Morales v. Zenith Ins. Co.
Decision Date | 15 April 2013 |
Docket Number | No. 12–11755.,12–11755. |
Citation | 714 F.3d 1220 |
Parties | Leticia MORALES, Individually and as Personal Representative of the Estate of Santana Morales, Jr., deceased, as parent and natural guardian of SM and RM, minors, as legal guardian for Santana Morales, III and Marciela Morales, individually, Plaintiff–Appellant, v. ZENITH INSURANCE COMPANY, Defendant–Appellee. |
Court | U.S. Court of Appeals — Eleventh Circuit |
OPINION TEXT STARTS HERE
Tracy Raffles Gunn, Gunn App. Practice, PA, Lee Delton Gunn, IV, Gunn Law Firm, PA, Tampa, FL, for Plaintiff–Appellant.
Richard Scott Maselli, Timon V. Sullivan, Ogden & Sullivan, PA, Tampa, FL, Julissa Rodriguez, Greenberg Traurig, PA, Miami, FL, I. William Spivey, II, Greenberg Traurig, LLP, Orlando, FL, for Defendant–Appellee.
Appeal from the United States District Court for the Middle District of Florida.
Before CARNES, HULL and FAY, Circuit Judges.
In this diversity case, Plaintiff–Appellant Leticia Morales, on behalf of herself, the Estate of Santana Morales, Jr., and two minor children under her guardianship, along with Marciela Morales (collectively, “the Estate”), challenges the district court's grant of summary judgment to Defendant–Appellee Zenith Insurance Company (“Zenith”) on the Estate's breach of the insurance contract claim. After review and oral argument, we certify questions to the Florida Supreme Court.
On December 4, 1997, Santana Morales, Jr., was working as a landscaper for Lawns Nursery and Irrigation Designs, Inc. (“Lawns”). That day Morales was crushed to death by a palm tree as it was being unloaded from a flatbed trailer.
At the time of Morales's death, his employer Lawns maintained an insurance policy with Zenith, entitled “Workers Compensation and Employers Liability Insurance Policy.” The policy contained two types of coverage.
Part I provided “Workers Compensation Insurance.” Under Part I, Zenith was obligated to: (1) pay “the benefits required of [Lawns] by the workers compensation law” in Florida; and (2) defend Lawns in “any claim, proceeding or suit against [Lawns] for benefits payable by this insurance.” Part I contained no explicit policy limits, but stated that Lawns—and not Zenith—would be responsible for “any payments in excess of the benefits regularly provided by the workers compensation law,” including, for example, “those required because ... of [Lawns's] serious and willful misconduct.”

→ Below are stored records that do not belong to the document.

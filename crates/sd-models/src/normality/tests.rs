//! Tests for the normality diagnostics

use approx::assert_abs_diff_eq;
use proptest::prelude::*;
use rand::SeedableRng;
use rand::rngs::StdRng;
use rand_distr::{Distribution, Exp, Normal};

use super::*;

/// Roughly symmetric, light tails
const SYMMETRIC: [f64; 15] = [
    2.1, 3.4, 1.9, 5.6, 4.4, 3.8, 2.9, 4.1, 3.3, 3.7, 2.5, 4.9, 3.0, 3.6, 4.2,
];

/// Fibonacci-like growth, strongly right skewed
const SKEWED: [f64; 12] = [
    0.1, 0.2, 0.3, 0.5, 0.8, 1.3, 2.1, 3.4, 5.5, 8.9, 14.4, 23.3,
];

fn normal_sample(n: usize, seed: u64) -> Vec<f64> {
    let mut rng = StdRng::seed_from_u64(seed);
    let dist = Normal::new(10.0, 2.0).unwrap();
    (0..n).map(|_| dist.sample(&mut rng)).collect()
}

// ==================== Kolmogorov-Smirnov ====================

#[test]
fn test_kolmogorov_smirnov_symmetric_sample() {
    let stat = kolmogorov_smirnov(&SYMMETRIC).unwrap();
    assert_abs_diff_eq!(stat.statistic, 0.0728001981466, epsilon = 1e-6);
    assert_eq!(stat.df, None);
    assert_abs_diff_eq!(stat.p_value, 0.9999952007, epsilon = 1e-6);
    assert!(stat.null_holds());
}

#[test]
fn test_kolmogorov_smirnov_skewed_sample() {
    let stat = kolmogorov_smirnov(&SKEWED).unwrap();
    assert_abs_diff_eq!(stat.statistic, 0.258187873850, epsilon = 1e-6);
    assert_abs_diff_eq!(stat.p_value, 0.348077568057, epsilon = 1e-5);
}

#[test]
fn test_kolmogorov_smirnov_three_points() {
    let stat = kolmogorov_smirnov(&[1.0, 2.0, 3.0]).unwrap();
    assert_abs_diff_eq!(stat.statistic, 0.174678079402, epsilon = 1e-6);
    assert_abs_diff_eq!(stat.p_value, 0.99987723627, epsilon = 1e-6);
}

#[test]
fn test_kolmogorov_p_value_limits() {
    // Small λ does not converge within the term limit
    assert_eq!(kolmogorov_p_value(0.0), 1.0);
    assert_eq!(kolmogorov_p_value(0.01), 1.0);
    assert!(kolmogorov_p_value(3.0) < 1e-6);
    // Q(1) = 0.2700
    assert_abs_diff_eq!(kolmogorov_p_value(1.0), 0.26999967167735, epsilon = 1e-9);
}

#[test]
fn test_kolmogorov_smirnov_errors() {
    assert_eq!(
        kolmogorov_smirnov(&[1.0, 2.0]),
        Err(ModelError::InsufficientObservations {
            required: 3,
            actual: 2
        })
    );
    assert!(matches!(
        kolmogorov_smirnov(&[5.0; 6]),
        Err(ModelError::ZeroVariance { .. })
    ));
    assert!(kolmogorov_smirnov(&[1.0, f64::INFINITY, 2.0, 3.0]).is_err());
}

// ==================== Jarque-Bera ====================

#[test]
fn test_jarque_bera_symmetric_sample() {
    let stat = jarque_bera(&SYMMETRIC).unwrap();
    assert_abs_diff_eq!(stat.statistic, 0.200868908741, epsilon = 1e-9);
    assert_eq!(stat.df, Some(2.0));
    assert_abs_diff_eq!(stat.p_value, 0.904444392847, epsilon = 1e-8);
}

#[test]
fn test_jarque_bera_skewed_sample() {
    let stat = jarque_bera(&SKEWED).unwrap();
    assert_abs_diff_eq!(stat.statistic, 6.254847499331, epsilon = 1e-8);
    assert_abs_diff_eq!(stat.p_value, 0.043830570446, epsilon = 1e-8);
    assert!(!stat.null_holds());
}

#[test]
fn test_jarque_bera_errors() {
    assert_eq!(
        jarque_bera(&[1.0, 2.0, 3.0]),
        Err(ModelError::InsufficientObservations {
            required: 4,
            actual: 3
        })
    );
    assert!(matches!(
        jarque_bera(&[2.0; 8]),
        Err(ModelError::ZeroVariance { .. })
    ));
}

// ==================== Shapiro-Wilk ====================

#[test]
fn test_shapiro_wilk_one_to_ten() {
    let data: Vec<f64> = (1..=10).map(f64::from).collect();
    let stat = shapiro_wilk(&data).unwrap();
    assert_abs_diff_eq!(stat.statistic, 0.970164611231, epsilon = 1e-6);
    assert_abs_diff_eq!(stat.p_value, 0.892367, epsilon = 1e-4);
}

#[test]
fn test_shapiro_wilk_heights_with_outlier() {
    let data = [
        148.0, 154.0, 158.0, 160.0, 161.0, 162.0, 166.0, 170.0, 182.0, 195.0, 236.0,
    ];
    let stat = shapiro_wilk(&data).unwrap();
    assert_abs_diff_eq!(stat.statistic, 0.788814694835, epsilon = 1e-6);
    assert_abs_diff_eq!(stat.p_value, 0.0067038, epsilon = 1e-4);
    assert!(!stat.null_holds());
}

#[test]
fn test_shapiro_wilk_large_sample_branch() {
    let stat = shapiro_wilk(&SYMMETRIC).unwrap();
    assert_abs_diff_eq!(stat.statistic, 0.986501395341, epsilon = 1e-6);
    assert_abs_diff_eq!(stat.p_value, 0.995988369, epsilon = 1e-4);

    let stat = shapiro_wilk(&SKEWED).unwrap();
    assert_abs_diff_eq!(stat.statistic, 0.736760005717, epsilon = 1e-6);
    assert_abs_diff_eq!(stat.p_value, 0.0019506, epsilon = 1e-4);
}

#[test]
fn test_shapiro_wilk_three_points_is_exact() {
    let stat = shapiro_wilk(&[1.0, 2.0, 4.0]).unwrap();
    assert_abs_diff_eq!(stat.statistic, 0.964285714286, epsilon = 1e-12);
    assert_abs_diff_eq!(stat.p_value, 0.636886845, epsilon = 1e-8);

    // Equally spaced points attain the maximum
    let stat = shapiro_wilk(&[1.0, 2.0, 3.0]).unwrap();
    assert_abs_diff_eq!(stat.statistic, 1.0, epsilon = 1e-12);
    assert_abs_diff_eq!(stat.p_value, 1.0, epsilon = 1e-9);
}

#[test]
fn test_shapiro_wilk_bounds() {
    let too_many = normal_sample(SHAPIRO_WILK_MAX_OBS + 1, 1);
    assert!(matches!(
        shapiro_wilk(&too_many),
        Err(ModelError::InvalidConfig { .. })
    ));
    assert!(matches!(
        shapiro_wilk(&[1.0, 2.0]),
        Err(ModelError::InsufficientObservations { .. })
    ));
    assert!(matches!(
        shapiro_wilk(&[3.0; 10]),
        Err(ModelError::ZeroVariance { .. })
    ));
}

#[test]
fn test_shapiro_wilk_rejects_exponential_data() {
    let mut rng = StdRng::seed_from_u64(11);
    let dist = Exp::new(1.0).unwrap();
    let data: Vec<f64> = (0..200).map(|_| dist.sample(&mut rng)).collect();
    assert!(!shapiro_wilk(&data).unwrap().null_holds());
}

// ==================== Descriptives ====================

#[test]
fn test_descriptives_are_bias_corrected() {
    let d = Descriptives::from_data(&SYMMETRIC);
    assert_abs_diff_eq!(d.skewness.unwrap(), 0.204668308248, epsilon = 1e-9);
    assert_abs_diff_eq!(d.excess_kurtosis.unwrap(), -0.081718494697, epsilon = 1e-9);

    let d = Descriptives::from_data(&SKEWED);
    assert_abs_diff_eq!(d.skewness.unwrap(), 1.849002754823, epsilon = 1e-9);
    assert_abs_diff_eq!(d.excess_kurtosis.unwrap(), 3.062918147328, epsilon = 1e-9);
}

#[test]
fn test_descriptives_small_samples() {
    let d = Descriptives::from_data(&[1.0, 2.0, 4.0]);
    assert!(d.skewness.is_some());
    assert!(d.excess_kurtosis.is_none());

    let json = serde_json::to_value(Descriptives::default()).unwrap();
    assert_eq!(
        json,
        serde_json::json!({"skewness": null, "excessKurtosis": null})
    );
}

// ==================== Suite ====================

#[test]
fn test_suite_default_config() {
    let suite = normality_tests(&SKEWED, &NormalityConfig::default());
    assert!(suite.kolmogorov_smirnov.is_some());
    assert!(suite.shapiro_wilk.is_none());
    assert_eq!(suite.results().count(), 2);

    // Jarque-Bera rejects while Kolmogorov-Smirnov does not
    assert!(suite.jarque_bera.as_ref().unwrap().rejects_null());
    assert!(suite.kolmogorov_smirnov.as_ref().unwrap().null_holds());
    assert!(!suite.is_normal);
}

#[test]
fn test_suite_with_shapiro_wilk() {
    let config = NormalityConfig {
        shapiro_wilk: true,
        ..Default::default()
    };
    let suite = normality_tests(&SYMMETRIC, &config);
    assert_eq!(suite.results().count(), 3);
    assert!(suite.results().all(TestResult::is_completed));
    assert!(suite.is_normal);
}

#[test]
fn test_suite_isolates_failures() {
    // Three observations: Jarque-Bera cannot run, the others can
    let config = NormalityConfig {
        shapiro_wilk: true,
        ..Default::default()
    };
    let suite = normality_tests(&[1.0, 2.0, 4.0], &config);
    let jb = suite.jarque_bera.as_ref().unwrap();
    assert!(!jb.is_completed());
    assert_eq!(
        jb.error(),
        Some(&ModelError::InsufficientObservations {
            required: 4,
            actual: 3
        })
    );
    assert!(suite.kolmogorov_smirnov.as_ref().unwrap().is_completed());
    assert!(suite.shapiro_wilk.as_ref().unwrap().is_completed());
    assert!(suite.is_normal);
}

#[test]
fn test_failed_suite() {
    let config = NormalityConfig::default();
    let suite = NormalitySuite::failed(&ModelError::SingularMatrix, &config);
    assert!(suite.is_normal);
    assert_eq!(suite.results().count(), 2);
    assert_eq!(suite.descriptives, Descriptives::default());
}

#[test]
fn test_config_deserializes_with_defaults() {
    let config: NormalityConfig =
        serde_json::from_str(r#"{"shapiroWilk": true, "histogramBins": 12}"#).unwrap();
    assert!(config.kolmogorov_smirnov);
    assert!(config.jarque_bera);
    assert!(config.shapiro_wilk);
    assert_eq!(config.histogram_bins, Some(12));
}

#[test]
fn test_normal_samples_mostly_accepted() {
    let config = NormalityConfig {
        shapiro_wilk: true,
        ..Default::default()
    };
    let accepted = (0..50)
        .filter(|&seed| normality_tests(&normal_sample(60, seed), &config).is_normal)
        .count();
    // Three tests at 5% each, so at worst about 15% rejections
    assert!(accepted >= 35, "accepted {} of 50", accepted);
}

// ==================== Property Tests ====================

proptest! {
    #[test]
    fn test_kolmogorov_smirnov_ranges(
        data in proptest::collection::vec(-100.0f64..100.0, 3..60),
    ) {
        prop_assume!(stats::std_dev(&data).is_some_and(|s| s > 1e-6));
        let stat = kolmogorov_smirnov(&data).unwrap();
        prop_assert!((0.0..=1.0).contains(&stat.statistic));
        prop_assert!((0.0..=1.0).contains(&stat.p_value));
    }

    #[test]
    fn test_shapiro_wilk_ranges(
        data in proptest::collection::vec(-100.0f64..100.0, 3..80),
    ) {
        prop_assume!(stats::std_dev(&data).is_some_and(|s| s > 1e-6));
        let stat = shapiro_wilk(&data).unwrap();
        prop_assert!(stat.statistic > 0.0 && stat.statistic <= 1.0);
        prop_assert!((0.0..=1.0).contains(&stat.p_value));
    }
}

Part II provided “Employers Liability Insurance.”1 Under Part II, Zenith was obligated to: (1) “pay all sums [Lawns] legally must pay as damages because of bodily injury to [its] employees, provided the bodily injury is covered by this Employers Liability Insurance”; and (2) defend lawsuits for such damages. Thus, Part II expressly limited its coverage to bodily injury sustained by employees only.
Part II contained policy limits of $100,000 for bodily injury sustained by one or more employees in any one accident, $100,000 for bodily injury caused by disease to any one employee, and $500,000 for all damages covered by the policy, regardless of the number of employees involved.
Part II, however, contained several exclusions, including one barring employer liability insurance coverage for “any obligation imposed by a workers compensation ... law.” That exclusion (the “workers' compensation exclusion”) in full states: “This insurance does not cover: .... any obligation imposed by a workers compensation, occupational disease, unemployment compensation, or disability benefits law, or any similar law....”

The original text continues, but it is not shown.